# Homework Help: Calculate the number of revolutions the disc makes

1. Dec 8, 2005

### kingyof2thejring

A disc of moment of inertia 29.1 kg m2 is made to rotate about an axis through its centre by a torque of T . The disc starts from rest and, after {t} s, has kinetic energy {k} J.

The torque is removed when the disc is rotating at 8.0 rad s-1 . An opposing torque of 13.2 N m is applied to slow the disc down.

Calculate the number of revolutions the disc makes after the second torque is applied, before it comes to rest.

how do i approch this problem (if numbers were involved) i would have to calculate the angular acceleration and then tention. after t seconds
any help would be apprecated thanks in advance

2. Dec 8, 2005

### Fermat

This is a problem in rotational kinematics.

Could you do it if it were a problem in linear kinematics, in other words, suppose you have a mass of 29.1 kg, with an initial speed of 8 m/s and a resisting force of 32.2 N, could you work out the distance travelled until it stopped ?

What (kinematic) eqns would you use to solve that problem ?
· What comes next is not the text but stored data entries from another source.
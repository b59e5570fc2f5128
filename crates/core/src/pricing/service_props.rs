//! Property-based tests for `PricingService`.
//!
//! Feature: pricing-core
//! - Property 3: Mode Determinism
//! - Property 4: Bucket Conservation
//! - Property 5: Relative Discount Conservation
//! - Property 6: Fixed Discount Conservation
//! - Property 7: Uniform Row Mode

use proptest::prelude::*;
use rust_decimal::Decimal;
use vatsplit_shared::PricingConfig;

use super::service::PricingService;
use super::types::{Discount, OrderInput, OrderLine, PriceMode, PriceSpec};

/// Strategy to generate unit prices (0.01 to 10,000.00).
fn unit_price() -> impl Strategy<Value = Decimal> {
    (1i64..1_000_000i64).prop_map(|cents| Decimal::new(cents, 2))
}

/// Strategy to generate quantities (1 to 20).
fn quantity() -> impl Strategy<Value = Decimal> {
    (1i64..=20i64).prop_map(Decimal::from)
}

/// Strategy to generate common VAT rates.
fn vat_percent() -> impl Strategy<Value = Decimal> {
    prop_oneof![
        Just(Decimal::ZERO),
        Just(Decimal::from(6)),
        Just(Decimal::from(10)),
        Just(Decimal::from(12)),
        Just(Decimal::from(20)),
        Just(Decimal::from(25)),
    ]
}

/// Strategy to generate a price given either ex VAT only or inc VAT.
fn price_spec() -> impl Strategy<Value = PriceSpec> {
    (unit_price(), vat_percent(), any::<bool>()).prop_map(|(amount, vat, ex_only)| {
        if ex_only {
            PriceSpec::ex_vat(amount, vat)
        } else {
            PriceSpec::inc_vat(amount, vat)
        }
    })
}

/// Strategy to generate 1-8 order rows.
fn order_rows() -> impl Strategy<Value = Vec<OrderLine>> {
    prop::collection::vec(
        (price_spec(), quantity()).prop_map(|(spec, qty)| OrderLine::order_row(spec, qty)),
        1..8,
    )
}

/// Strategy to generate 1-8 order rows priced ex VAT only.
fn ex_vat_rows() -> impl Strategy<Value = Vec<OrderLine>> {
    prop::collection::vec(
        (unit_price(), vat_percent(), quantity())
            .prop_map(|(amount, vat, qty)| OrderLine::order_row(PriceSpec::ex_vat(amount, vat), qty)),
        1..8,
    )
}

/// Strategy to generate discount percentages (0.00% to 100.00%).
fn discount_percent() -> impl Strategy<Value = Decimal> {
    (0i64..=10_000i64).prop_map(|v| Decimal::new(v, 2))
}

fn order_of(lines: Vec<OrderLine>) -> OrderInput {
    OrderInput {
        lines,
        ..OrderInput::default()
    }
}

fn cents_per_bucket(buckets: usize) -> Decimal {
    Decimal::new(1, 2) * Decimal::from(buckets)
}

proptest! {
    #![proptest_config(ProptestConfig::with_cases(100))]

    /// **Property 3: Mode Determinism**
    ///
    /// *For any* set of lines without discounts, the mode is `ExVat` iff at
    /// least one line is priced ex VAT + rate without an inc VAT amount.
    #[test]
    fn prop_mode_determinism(lines in order_rows()) {
        let any_ex_only = lines.iter().any(|l| l.price.is_ex_vat_only());
        let order = order_of(lines);

        let expected = if any_ex_only { PriceMode::ExVat } else { PriceMode::IncVat };
        prop_assert_eq!(PricingService::determine_mode(&order), expected);

        let canonical = PricingService::canonicalize(&order, &PricingConfig::default()).unwrap();
        prop_assert_eq!(canonical.mode, expected);
    }

    /// **Property 4: Bucket Conservation**
    ///
    /// *For any* order, Σ bucket ex VAT equals Σ order row ex VAT totals and
    /// no rate appears in two buckets.
    #[test]
    fn prop_bucket_conservation(lines in ex_vat_rows()) {
        let expected: Decimal = lines
            .iter()
            .filter_map(|l| l.price.amount_ex_vat.map(|ex| ex * l.quantity))
            .sum();
        let order = order_of(lines);

        let buckets = PricingService::vat_buckets(&order, &PricingConfig::default()).unwrap();
        let total: Decimal = buckets.iter().map(|b| b.sum_ex_vat).sum();
        prop_assert_eq!(total, expected);

        for (i, a) in buckets.iter().enumerate() {
            for b in &buckets[i + 1..] {
                prop_assert_ne!(a.vat_percent, b.vat_percent);
            }
        }
    }

    /// **Property 5: Relative Discount Conservation**
    ///
    /// *For any* ex VAT order and p%, the discount rows sum to
    /// −p% × Σ bucket ex VAT within one cent per bucket.
    #[test]
    fn prop_relative_discount_conservation(lines in ex_vat_rows(), percent in discount_percent()) {
        let order = order_of(lines).with_discount(Discount::relative(percent));
        let config = PricingConfig::default();

        let buckets = PricingService::vat_buckets(&order, &config).unwrap();
        let bucket_total: Decimal = buckets.iter().map(|b| b.sum_ex_vat).sum();
        let expected = -(bucket_total * percent / Decimal::ONE_HUNDRED);

        let canonical = PricingService::canonicalize(&order, &config).unwrap();
        prop_assert_eq!(canonical.mode, PriceMode::ExVat);
        let emitted: Decimal = canonical.discount_rows().map(|r| r.price_per_unit).sum();

        prop_assert!(canonical.discount_rows().count() <= buckets.len());
        prop_assert!(
            (emitted - expected).abs() <= cents_per_bucket(buckets.len()),
            "emitted {} expected {}", emitted, expected
        );
    }

    /// **Property 6: Fixed Discount Conservation**
    ///
    /// *For any* inc VAT order and a rate-less inc VAT amount, the discount
    /// rows (inc VAT) sum to −amount within one cent per bucket.
    #[test]
    fn prop_fixed_discount_conservation(
        rows in prop::collection::vec((unit_price(), vat_percent(), quantity()), 1..8),
        amount in unit_price(),
    ) {
        let lines = rows
            .into_iter()
            .map(|(inc, vat, qty)| OrderLine::order_row(PriceSpec::inc_vat(inc, vat), qty))
            .collect();
        let order = order_of(lines).with_discount(Discount::fixed_inc_vat(amount));
        let config = PricingConfig::default();

        let canonical = PricingService::canonicalize(&order, &config).unwrap();
        prop_assert_eq!(canonical.mode, PriceMode::IncVat);

        let buckets = PricingService::vat_buckets(&order, &config).unwrap();
        let emitted: Decimal = canonical.discount_rows().map(|r| r.price_per_unit).sum();
        prop_assert!(
            (emitted + amount).abs() <= cents_per_bucket(buckets.len()),
            "emitted {} amount {}", emitted, amount
        );
    }

    /// **Property 7: Uniform Row Mode**
    ///
    /// *For any* order, every row carries the order's `price_including_vat`
    /// flag and a price rounded to two decimals.
    #[test]
    fn prop_rows_uniform_and_rounded(lines in order_rows(), percent in discount_percent()) {
        let order = order_of(lines).with_discount(Discount::relative(percent));
        let canonical = PricingService::canonicalize(&order, &PricingConfig::default()).unwrap();

        for row in &canonical.rows {
            prop_assert_eq!(row.mode(), canonical.mode);
            prop_assert_eq!(row.price_per_unit, row.price_per_unit.round_dp(2));
        }
    }
}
The eqns needed for the rotational problem are identical in form with their linear counterparts.

e.g.
s = ut + (1/2)at² - linear
θ = ωt + (1/2)αt² - rotational

If you know the eqns to use for the linear problem, then just convert them to their rotational equivelents.

3. Dec 8, 2005

### kingyof2thejring

hi, er... well... i've got the following data...

s=?
u=8
v=0
a=? (-8/t)
t=?

s= ut + 0.5at^2 ------> s= 4t

is the initial force equal to the resisting force. so that the force at the end equals 0

4. Dec 8, 2005

### Fermat

The resisting force is the decelerating force and is constant throughout the travel, s, of the mass.
Use newton's 2nd law, F = ma, to get a numerical value for the deceleration. call it a.

You need to use another kinematic eqn as well, though.

5. Dec 8, 2005

### Fermat

It's time I got some sleep (it's 1.00 a.m. here) so it's time I was off. Here's how to do it.

Use the eqn of motion,

v² = u² - 2as

where v is the final velocity (v = 0) and u is the initial velocity (u=8) and a is the deceleration (a = -2.2045 m/s²).

You will get a distance moved of,

s = 14.515 m
==========

Now all you have to do is write out the solution using rotational eqns of motion.

Substitute for,
s = θ
u = ω
a = α
The numerical values in your rotational eqns will be identical to those used in the linear eqns and the final angular displacement will be θ = 14.515 rads.
If you have been having any problems handling rotational eqns of motion, then after you've done it this way a few times, you will be able to just use the rotational eqns of motion straight away.